#### WHAT IS BEING ASKED
Counting every line in the entries below where the word "SPDX" occurs, report how many there are. Give only that number.
[SUPPLIED RECORDS]
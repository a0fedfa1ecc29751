pub mod schema_gen;

use datafusion::arrow::array::AsArray;
use datafusion::arrow::datatypes::{DataType, UInt64Type};
use datafusion::common::ScalarValue;
use datafusion::config::TableParquetOptions;
use datafusion::dataframe::{DataFrame, DataFrameWriteOptions};
use datafusion::functions::expr_fn::replace;
use datafusion::logical_expr::{cast, col, lit, when, Expr};
use datafusion::prelude::{ParquetReadOptions, SessionContext};
use object_store::path::Path;
use object_store::ObjectStore;
use std::collections::BTreeSet;
use tracing::{debug, info};

use self::schema_gen::{arrow_type, file_schema};
use crate::error::{EtlError, Result};
use crate::schema::TableSchema;
use crate::store::{self, join_key, ObjectUri};

/// Written last; its presence marks a complete table
pub const SUCCESS_MARKER: &str = "_SUCCESS";

/// Directory value standing in for a null partition value
pub const DEFAULT_PARTITION: &str = "__HIVE_DEFAULT_PARTITION__";

const COMPRESSION: &str = "snappy";

/// Characters escaped in partition directory names, with their escapes.
/// `%` comes last so decoding never produces a new escape.
const ESCAPES: &[(&str, &str)] = &[
    ("%2F", "/"),
    ("%5C", "\\"),
    ("%7B", "{"),
    ("%7D", "}"),
    ("%5B", "["),
    ("%5D", "]"),
    ("%5E", "^"),
    ("%60", "`"),
    ("%22", "\""),
    ("%3C", "<"),
    ("%3E", ">"),
    ("%7E", "~"),
    ("%23", "#"),
    ("%7C", "|"),
    ("%25", "%"),
];

/// Outcome of a table write
#[derive(Debug, Clone, Copy, Default, PartialEq, Eq)]
pub struct WriteStats {
    pub rows: usize,
    pub partitions: usize,
    /// Objects removed from the previous run
    pub replaced: usize,
}

fn not_null(columns: impl Iterator<Item = &'static str>) -> Option<Expr> {
    columns
        .map(|name| col(name).is_not_null())
        .reduce(|acc, e| acc.and(e))
}

/// Partition column rendered as the text that goes into its directory name
fn partition_text(name: &str) -> Result<Expr> {
    let text = cast(col(name), DataType::Utf8);
    let missing = text.clone().is_null().or(text.clone().eq(lit("")));
    Ok(when(missing, lit(DEFAULT_PARTITION)).otherwise(text)?.alias(name))
}

/// Partition value parsed back from its directory name
fn partition_value(name: &str, dtype: DataType) -> Result<Expr> {
    let raw = col(name);
    let missing = raw.clone().eq(lit(DEFAULT_PARTITION)).or(raw.clone().eq(lit("")));
    let decoded = ESCAPES
        .iter()
        .fold(raw, |acc, (escape, plain)| replace(acc, lit(*escape), lit(*plain)));
    let null = ScalarValue::try_from(&dtype)?;

    Ok(when(missing, lit(null)).otherwise(cast(decoded, dtype))?.alias(name))
}

/// Write `df` as a partitioned Parquet table at `dir`, replacing whatever
/// the table held before.
///
/// Rows with a null in a required column are dropped. Returns once the
/// success marker is in place.
pub async fn write_table(
    store: &dyn ObjectStore,
    dir: &ObjectUri,
    df: DataFrame,
    schema: &TableSchema,
) -> Result<WriteStats> {
    let dir = dir.as_dir();
    let prefix = dir.object_path();
    let replaced = store::delete_prefix(store, &prefix).await?;

    let df = match not_null(schema.required_columns().map(|c| c.name)) {
        Some(predicate) => df.filter(predicate)?,
        None => df,
    };

    let projection = schema
        .columns
        .iter()
        .map(|c| {
            if schema.partition_by.contains(&c.name) {
                partition_text(c.name)
            } else {
                Ok(cast(col(c.name), arrow_type(c.col_type)).alias(c.name))
            }
        })
        .collect::<Result<Vec<_>>>()?;
    let df = df.select(projection)?;

    let mut parquet_options = TableParquetOptions::default();
    parquet_options.global.compression = Some(COMPRESSION.to_string());
    let write_options = DataFrameWriteOptions::new()
        .with_partition_by(schema.partition_by.iter().map(|s| s.to_string()).collect());

    let counts = df
        .write_parquet(&dir.to_string(), write_options, Some(parquet_options))
        .await?;
    let rows: u64 = counts
        .iter()
        .filter_map(|batch| batch.column_by_name("count"))
        .map(|counts| counts.as_primitive::<UInt64Type>().iter().flatten().sum::<u64>())
        .sum();

    store::put_marker(store, &Path::from(join_key(dir.key(), SUCCESS_MARKER))).await?;

    let partitions: BTreeSet<String> = store::list_objects(store, &prefix)
        .await?
        .iter()
        .filter(|key| key.extension() == Some("parquet"))
        .map(|key| {
            let key = key.as_ref();
            key[..key.rfind('/').unwrap_or(0)].to_string()
        })
        .collect();

    let stats = WriteStats {
        rows: rows as usize,
        partitions: partitions.len(),
        replaced,
    };
    info!(
        table = schema.name,
        rows = stats.rows,
        partitions = stats.partitions,
        replaced = stats.replaced,
        "table written"
    );

    Ok(stats)
}

/// Read a table written by [`write_table`] back, columns in schema order
/// and partition columns restored to their types
pub async fn read_table(
    ctx: &SessionContext,
    store: &dyn ObjectStore,
    dir: &ObjectUri,
    schema: &TableSchema,
) -> Result<DataFrame> {
    let dir = dir.as_dir();
    let marker = Path::from(join_key(dir.key(), SUCCESS_MARKER));
    if !store::exists(store, &marker).await? {
        return Err(EtlError::TableNotFound(dir.to_string()));
    }

    let files = file_schema(schema);
    let partition_cols = schema
        .partition_columns()
        .iter()
        .map(|c| (c.name.to_string(), DataType::Utf8))
        .collect();
    let options = ParquetReadOptions::default()
        .schema(&files)
        .table_partition_cols(partition_cols);
    let df = ctx.read_parquet(dir.to_string(), options).await?;

    let projection = schema
        .columns
        .iter()
        .map(|c| {
            if schema.partition_by.contains(&c.name) {
                partition_value(c.name, arrow_type(c.col_type))
            } else {
                Ok(col(c.name))
            }
        })
        .collect::<Result<Vec<_>>>()?;

    debug!(table = schema.name, dir = %dir, "table opened");
    Ok(df.select(projection)?)
}

#[cfg(test)]
mod tests {
    use super::*;
    use crate::schema::tables::{ACTORS, ITEMS};
    use crate::transform::testing::{ints, texts};
    use datafusion::arrow::array::{ArrayRef, Float64Array, Int32Array, RecordBatch, StringArray};
    use object_store::memory::InMemory;
    use datafusion::prelude::SessionConfig;
    use object_store::PutPayload;
    use std::sync::Arc;

    fn memory_context() -> (SessionContext, Arc<InMemory>) {
        let ctx = SessionContext::new_with_config(SessionConfig::new().with_target_partitions(1));
        let store = Arc::new(InMemory::new());
        let url = ObjectUri::parse("memory:///").unwrap().store_url().unwrap();
        ctx.register_object_store(url.as_ref(), store.clone());
        (ctx, store)
    }

    fn items(ctx: &SessionContext) -> DataFrame {
        let columns: Vec<(&str, ArrayRef)> = vec![
            ("item_id", Arc::new(StringArray::from(vec![Some("S1"), Some("S2"), Some("S3"), None]))),
            ("title", Arc::new(StringArray::from(vec!["Song A", "Song B", "Song C", "Lost"]))),
            ("entity_id", Arc::new(StringArray::from(vec![Some("E1"), Some("E1"), None, Some("E3")]))),
            ("year", Arc::new(Int32Array::from(vec![2000, 2000, 0, 1999]))),
            ("duration", Arc::new(Float64Array::from(vec![200.0; 4]))),
        ];
        ctx.read_batch(RecordBatch::try_from_iter(columns).unwrap()).unwrap()
    }

    fn dirs(keys: &[Path]) -> BTreeSet<String> {
        keys.iter()
            .filter(|k| k.extension() == Some("parquet"))
            .map(|k| k.as_ref().rsplit_once('/').unwrap().0.to_string())
            .collect()
    }

    #[tokio::test]
    async fn test_write_lays_out_partitions() {
        let (ctx, store) = memory_context();
        let dir = ObjectUri::parse("memory:///out/items").unwrap();

        let stats = write_table(store.as_ref(), &dir, items(&ctx), &ITEMS).await.unwrap();
        assert_eq!(stats.rows, 3);
        assert_eq!(stats.partitions, 2);

        let keys = store::list_objects(store.as_ref(), &Path::from("out/items")).await.unwrap();
        assert!(keys.contains(&Path::from("out/items/_SUCCESS")));
        assert_eq!(
            dirs(&keys),
            BTreeSet::from([
                "out/items/entity_id=E1/year=2000".to_string(),
                format!("out/items/entity_id={}/year=0", DEFAULT_PARTITION),
            ])
        );
    }

    #[tokio::test]
    async fn test_read_back_restores_partition_columns() {
        let (ctx, store) = memory_context();
        let dir = ObjectUri::parse("memory:///out/items").unwrap();
        write_table(store.as_ref(), &dir, items(&ctx), &ITEMS).await.unwrap();

        let df = read_table(&ctx, store.as_ref(), &dir, &ITEMS).await.unwrap();
        let names: Vec<_> = df.schema().fields().iter().map(|f| f.name().clone()).collect();
        assert_eq!(names, vec!["item_id", "title", "entity_id", "year", "duration"]);

        let df = df.sort(vec![col("item_id").sort(true, false)]).unwrap();
        let batches = df.collect().await.unwrap();
        assert_eq!(texts(&batches, "item_id"), vec![Some("S1".into()), Some("S2".into()), Some("S3".into())]);
        assert_eq!(texts(&batches, "entity_id"), vec![Some("E1".into()), Some("E1".into()), None]);
        assert_eq!(ints(&batches, "year"), vec![Some(2000), Some(2000), Some(0)]);
    }

    #[tokio::test]
    async fn test_partition_values_are_escaped() {
        let (ctx, store) = memory_context();
        let columns: Vec<(&str, ArrayRef)> = vec![
            ("actor_id", Arc::new(Int32Array::from(vec![1]))),
            ("first_name", Arc::new(StringArray::from(vec!["A"]))),
            ("last_name", Arc::new(StringArray::from(vec!["B"]))),
            ("gender", Arc::new(StringArray::from(vec!["F/M"]))),
            ("level", Arc::new(StringArray::from(vec!["100%"]))),
        ];
        let df = ctx.read_batch(RecordBatch::try_from_iter(columns).unwrap()).unwrap();
        let dir = ObjectUri::parse("memory:///out/actors").unwrap();
        write_table(store.as_ref(), &dir, df, &ACTORS).await.unwrap();

        let keys = store::list_objects(store.as_ref(), &Path::from("out/actors")).await.unwrap();
        assert_eq!(
            dirs(&keys),
            BTreeSet::from(["out/actors/gender=F%2FM/level=100%25".to_string()])
        );

        let batches = read_table(&ctx, store.as_ref(), &dir, &ACTORS)
            .await
            .unwrap()
            .collect()
            .await
            .unwrap();
        assert_eq!(texts(&batches, "gender"), vec![Some("F/M".into())]);
        assert_eq!(texts(&batches, "level"), vec![Some("100%".into())]);
    }

    #[tokio::test]
    async fn test_overwrite_replaces_previous_contents() {
        let (ctx, store) = memory_context();
        let dir = ObjectUri::parse("memory:///out/items").unwrap();
        write_table(store.as_ref(), &dir, items(&ctx), &ITEMS).await.unwrap();
        let stale = Path::from("out/items/entity_id=OLD/year=1/part-0.parquet");
        store.put(&stale, PutPayload::from_static(b"x")).await.unwrap();

        let stats = write_table(store.as_ref(), &dir, items(&ctx), &ITEMS).await.unwrap();
        assert_eq!(stats.replaced, 4);
        assert!(!store::exists(store.as_ref(), &stale).await.unwrap());

        let rows = read_table(&ctx, store.as_ref(), &dir, &ITEMS)
            .await
            .unwrap()
            .count()
            .await
            .unwrap();
        assert_eq!(rows, 3);
    }

    #[tokio::test]
    async fn test_read_missing_table() {
        let (ctx, store) = memory_context();
        let dir = ObjectUri::parse("memory:///out/items").unwrap();
        assert!(matches!(
            read_table(&ctx, store.as_ref(), &dir, &ITEMS).await,
            Err(EtlError::TableNotFound(_))
        ));
    }
}
// SPDX-FileCopyrightText: 2026 Bruno Meilick
// SPDX-License-Identifier: LicenseRef-Daybands-FreeUse-NoCopy-NoDerivatives
//
// All rights reserved.
//
// This file is part of Daybands and is proprietary software.
// Unauthorized copying, modification, or distribution is prohibited.

//! Daybands: day-row timeline layout.
//!
//! Each calendar day becomes one row covering 05:00→05:00. Intervals inside a row are classified
//! by how many others overlap them at once, packed into three vertical lanes, and mapped to
//! pixel/percent boxes. Days are laid out independently, apart from the rest block that carries
//! the previous night's sleep into the next row.

pub mod config;
pub mod engine;
pub mod format;
pub mod layout;
pub mod model;
pub mod render;

pub use config::{ConfigError, LayoutConfig};
pub use engine::{layout_day, layout_days, DayLayout, IntervalLayout};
[/SUPPLIED RECORDS]
#### ANSWER FOR THE TASK
2